Adult; Mystery/Thriller; (Market)

In the depths of the Great Depression, father and son musicologists John and Alan Lomax make several eye-opening—at times menacing—journeys through the Jim Crow South. Assigned to record pioneer blues artists for the Library of Congress, they visit plantations and penitentiaries, rural crossroads and bustling cities. During their travels, they encounter a series of bizarre killings. Among the victims are country blues giants Charley Patton and Robert Johnson, along with singers Ma Rainey and Bessie Smith. The police show little interest in investigating the deaths of these seminal black performers, so the Lomaxes decide to look into the murders. They learn that the crimes are the work of a single deranged killer, and as they come closer to identifying the madman, they become targets themselves. Their discovery of who committed the murders, and why, carries with it the threat of imminent death.
Reviews
BookLife

This thriller, wrapped around a kaleidoscope of a travelogue, takes readers on a fantastical journey across the U.S. from the 1920s to the 1940s, through dozens of towns where African-American musicians turned their desperation into extraordinary music—and where a mysterious killer turns his desperation into a murder spree. Martin imagines Real-life musicologists John Lomax and his son Alan, who traveled the nation recording little-known African-American musicians, as detectives investigating the murders of blues musicians over more than a decade. Along the way, the Lomaxes encounter pioneering musicians who created timeless art amidst grinding poverty and racism.
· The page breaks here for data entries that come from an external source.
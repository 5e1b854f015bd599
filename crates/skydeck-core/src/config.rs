use std::path::{Path, PathBuf};

use directories::ProjectDirs;
use serde::{Deserialize, Serialize};

use crate::error::CoreError;

const DEFAULT_CONFIG: &str = include_str!("../../../config/default.toml");

/// Environment variable pointing at an alternative config file.
pub const CONFIG_ENV: &str = "SKYDECK_CONFIG";

/// Top-level application configuration.
#[derive(Debug, Clone, Default, PartialEq, Serialize, Deserialize)]
#[serde(default)]
pub struct AppConfig {
    pub general: GeneralConfig,
    pub dashboard: DashboardConfig,
    pub tokens: TokensConfig,
}

#[derive(Debug, Clone, PartialEq, Serialize, Deserialize)]
#[serde(default)]
pub struct GeneralConfig {
    pub log_filter: String,
}

impl Default for GeneralConfig {
    fn default() -> Self {
        Self {
            log_filter: "skydeck=info".into(),
        }
    }
}

#[derive(Debug, Clone, Default, PartialEq, Serialize, Deserialize)]
pub struct DashboardConfig {
    /// Readings file used when the CLI is not given `--input`.
    #[serde(default, skip_serializing_if = "Option::is_none")]
    pub input: Option<PathBuf>,
}

#[derive(Debug, Clone, Default, PartialEq, Serialize, Deserialize)]
pub struct TokensConfig {
    /// Replacement design-token file.
    #[serde(default, skip_serializing_if = "Option::is_none")]
    pub path: Option<PathBuf>,
}

impl AppConfig {
    /// Load config: `$SKYDECK_CONFIG`, then the user file, then built-in defaults.
    pub fn load() -> Result<Self, CoreError> {
        match Self::source() {
            Some(path) => Self::load_from(&path),
            None => Self::from_toml_str(DEFAULT_CONFIG),
        }
    }

    /// The file [`AppConfig::load`] reads, or `None` when it falls back to
    /// the built-in defaults.
    pub fn source() -> Option<PathBuf> {
        Self::source_with(std::env::var_os(CONFIG_ENV).map(PathBuf::from), Self::config_path())
    }

    fn source_with(env_path: Option<PathBuf>, user_path: PathBuf) -> Option<PathBuf> {
        env_path.or_else(|| user_path.exists().then_some(user_path))
    }

    /// Load a specific config file. Sections it omits keep their defaults.
    pub fn load_from(path: &Path) -> Result<Self, CoreError> {
        let content = std::fs::read_to_string(path)
            .map_err(|e| CoreError::Config(format!("{}: {e}", path.display())))?;
        Self::from_toml_str(&content)
    }

    pub fn from_toml_str(s: &str) -> Result<Self, CoreError> {
        toml::from_str(s).map_err(|e| CoreError::Config(e.to_string()))
    }

    /// Save current config to the user config file.
    pub fn save(&self) -> Result<(), CoreError> {
        self.save_to(&Self::config_path())
    }

    pub fn save_to(&self, path: &Path) -> Result<(), CoreError> {
        if let Some(parent) = path.parent() {
            std::fs::create_dir_all(parent)?;
        }
        let content =
            toml::to_string_pretty(self).map_err(|e| CoreError::Config(e.to_string()))?;
        std::fs::write(path, content)?;
        Ok(())
    }

    /// Path to user config file (XDG on Linux, AppData on Windows).
    pub fn config_path() -> PathBuf {
        Self::project_dirs()
            .map(|d| d.config_dir().join("config.toml"))
            .unwrap_or_else(|| PathBuf::from("config.toml"))
    }

    fn project_dirs() -> Option<ProjectDirs> {
        ProjectDirs::from("", "", "skydeck")
    }
}

#[cfg(test)]
mod tests {
    use super::*;

    #[test]
    fn test_default_config_parses() {
        let config = AppConfig::from_toml_str(DEFAULT_CONFIG).unwrap();
        assert_eq!(config, AppConfig::default());
        assert_eq!(config.general.log_filter, "skydeck=info");
        assert!(config.dashboard.input.is_none());
        assert!(config.tokens.path.is_none());
    }

    #[test]
    fn test_partial_file_keeps_other_sections() {
        let config = AppConfig::from_toml_str("[tokens]\npath = \"brand.toml\"\n").unwrap();
        assert_eq!(config.tokens.path, Some(PathBuf::from("brand.toml")));
        assert_eq!(config.general.log_filter, "skydeck=info");
    }

    #[test]
    fn test_invalid_toml_is_config_error() {
        let err = AppConfig::from_toml_str("[general\n").unwrap_err();
        assert!(matches!(err, CoreError::Config(_)));
    }

    #[test]
    fn test_save_and_reload() {
        let dir = tempfile::tempdir().unwrap();
        let path = dir.path().join("nested").join("config.toml");

        let mut config = AppConfig::default();
        config.general.log_filter = "skydeck=trace".into();
        config.dashboard.input = Some(PathBuf::from("readings.json"));
        config.save_to(&path).unwrap();

        let loaded = AppConfig::load_from(&path).unwrap();
        assert_eq!(loaded, config);
    }

    #[test]
    fn test_source_resolution() {
        let dir = tempfile::tempdir().unwrap();
        let user = dir.path().join("config.toml");
        let env = PathBuf::from("/etc/skydeck.toml");

        assert_eq!(AppConfig::source_with(None, user.clone()), None);
        assert_eq!(
            AppConfig::source_with(Some(env.clone()), user.clone()),
            Some(env.clone())
        );

        std::fs::write(&user, "").unwrap();
        assert_eq!(AppConfig::source_with(None, user.clone()), Some(user.clone()));
        assert_eq!(AppConfig::source_with(Some(env.clone()), user), Some(env));
    }

    #[test]
    fn test_missing_file_is_config_error() {
        let dir = tempfile::tempdir().unwrap();
        let err = AppConfig::load_from(&dir.path().join("nope.toml")).unwrap_err();
        assert!(matches!(err, CoreError::Config(_)));
    }
}
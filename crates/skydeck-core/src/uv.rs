//! UV index card: marker placement, risk badge and protection advice.
//!
//! The numeric index and the risk label are separate inputs. The index
//! places the marker on the 0–12 scale while the label picks the badge and
//! the advice list. A label is only derived from the index when the caller
//! did not provide one (see [`assess_reading`]).

use std::str::FromStr;

use serde::{Deserialize, Deserializer, Serialize};

use crate::error::CoreError;
use crate::models::UvReading;

/// Index at which the marker reaches the right edge of the scale.
pub const UV_SCALE_MAX: f64 = 12.0;

/// Tick labels drawn under the scale.
pub const SCALE_TICKS: [&str; 5] = ["0", "3", "6", "8", "11+"];

/// Advice lines, ordered so each tier is a prefix of the next.
const ADVICE: [&str; 4] = [
    "Apply SPF 30+ sunscreen",
    "Wear protective clothing",
    "Seek shade during midday hours",
    "Minimize outdoor activities between 10am-4pm",
];

/// UV exposure risk level, ascending.
///
/// Serialized as its display label; deserialized through [`UvRisk::from_label`].
#[derive(Debug, Clone, Copy, PartialEq, Eq, PartialOrd, Ord, Hash, Serialize)]
pub enum UvRisk {
    Low,
    Moderate,
    High,
    #[serde(rename = "Very High")]
    VeryHigh,
    Extreme,
}

impl UvRisk {
    pub const ALL: &[UvRisk] = &[
        Self::Low,
        Self::Moderate,
        Self::High,
        Self::VeryHigh,
        Self::Extreme,
    ];

    pub fn as_str(&self) -> &'static str {
        match self {
            Self::Low => "Low",
            Self::Moderate => "Moderate",
            Self::High => "High",
            Self::VeryHigh => "Very High",
            Self::Extreme => "Extreme",
        }
    }

    /// Case-insensitive parse; accepts "Very High", "very_high" and "VeryHigh".
    pub fn from_label(s: &str) -> Option<Self> {
        let key: String = s
            .chars()
            .filter(|c| !c.is_whitespace() && *c != '_' && *c != '-')
            .flat_map(char::to_lowercase)
            .collect();
        match key.as_str() {
            "low" => Some(Self::Low),
            "moderate" => Some(Self::Moderate),
            "high" => Some(Self::High),
            "veryhigh" => Some(Self::VeryHigh),
            "extreme" => Some(Self::Extreme),
            _ => None,
        }
    }

    /// WHO exposure bands: 0–2 Low, 3–5 Moderate, 6–7 High, 8–10 Very High,
    /// 11+ Extreme. NaN and negative readings count as Low.
    pub fn from_index(index: f64) -> Self {
        if index.is_nan() || index < 3.0 {
            Self::Low
        } else if index < 6.0 {
            Self::Moderate
        } else if index < 8.0 {
            Self::High
        } else if index < 11.0 {
            Self::VeryHigh
        } else {
            Self::Extreme
        }
    }

    /// Background utility class for the risk badge.
    pub fn badge_token(&self) -> &'static str {
        match self {
            Self::Low => "bg-green-500",
            Self::Moderate => "bg-yellow-500",
            Self::High => "bg-orange-500",
            Self::VeryHigh => "bg-red-500",
            Self::Extreme => "bg-purple-600",
        }
    }

    /// Protection advice. High, Very High and Extreme share the full list.
    pub fn protection_advice(&self) -> &'static [&'static str] {
        match self {
            Self::Low => &ADVICE[..1],
            Self::Moderate => &ADVICE[..3],
            Self::High | Self::VeryHigh | Self::Extreme => &ADVICE,
        }
    }
}

impl std::fmt::Display for UvRisk {
    fn fmt(&self, f: &mut std::fmt::Formatter<'_>) -> std::fmt::Result {
        f.write_str(self.as_str())
    }
}

impl FromStr for UvRisk {
    type Err = CoreError;

    fn from_str(s: &str) -> Result<Self, Self::Err> {
        Self::from_label(s).ok_or_else(|| CoreError::Input(format!("unknown UV risk level: {s}")))
    }
}

impl<'de> Deserialize<'de> for UvRisk {
    fn deserialize<D>(deserializer: D) -> Result<Self, D::Error>
    where
        D: Deserializer<'de>,
    {
        let s = String::deserialize(deserializer)?;
        s.parse().map_err(serde::de::Error::custom)
    }
}

/// Marker offset along the scale, `clamp(index / 12, 0, 1) * 100`.
pub fn marker_position(index: f64) -> f64 {
    if index.is_nan() {
        return 0.0;
    }
    (index / UV_SCALE_MAX).clamp(0.0, 1.0) * 100.0
}

/// Everything the UV card shows.
#[derive(Debug, Clone, PartialEq, Serialize)]
pub struct UvAssessment {
    pub index: f64,
    pub risk: UvRisk,
    pub badge_token: &'static str,
    pub marker_percent: f64,
    pub summary: String,
    pub advice: &'static [&'static str],
    pub scale_ticks: [&'static str; 5],
}

/// Assess a reading with an explicit risk label. The label is trusted as-is.
pub fn assess(index: f64, risk: UvRisk) -> UvAssessment {
    UvAssessment {
        index,
        risk,
        badge_token: risk.badge_token(),
        marker_percent: marker_position(index),
        summary: format!("{risk} risk of UV exposure"),
        advice: risk.protection_advice(),
        scale_ticks: SCALE_TICKS,
    }
}

/// Assess a reading, deriving the label from the index only when it is missing.
pub fn assess_reading(reading: &UvReading) -> UvAssessment {
    let risk = reading
        .risk
        .unwrap_or_else(|| UvRisk::from_index(reading.index));
    assess(reading.index, risk)
}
The hunt for the killer referred to as the "scarecrow" runs like a thread through the book, but the real joy here comes from Martin's pitch-perfect evocation of African-American communities and the voices of their residents. He describes how "tin-roofed wooden shanties still drowsed beneath moss-draped live oaks, and the weatherworn lighthouse at the north end of the island still stood like an exclamation mark over Sapelo Sound." The music jumps off the page, as when the Lomaxes first hear Lead Belly: "his twelve-string guitar rang out like a small orchestra." Martin neatly limns the pervasive racism of the period, as when some white Mississippians, suspicious about the Lomaxes' activities, warn them off. These side plots take attention away from the main storyline, but are so rich in detail few readers will object.

Characters also come alive in the scenes. We learn about the brilliant Peetie Wheatstraw, racing his car: “I’m the Devil’s Son-In-Law an’ the High Sheriff of Hell, an’ they ain’t nothin’ faster’n my li’l baby here.” The Lomaxes themselves emerge as engaging characters caught up in their era, as when banker John faces ruined investors in the wake of the 1929 crash. The racial and economic problems neatly come together in a tense finale, the haunting music entwined with the injustices America inflicted on the community that created it.

Takeaway: This rich, atmospheric thriller follows musicologist detectives into the heart of the blues on the trail of a murderer.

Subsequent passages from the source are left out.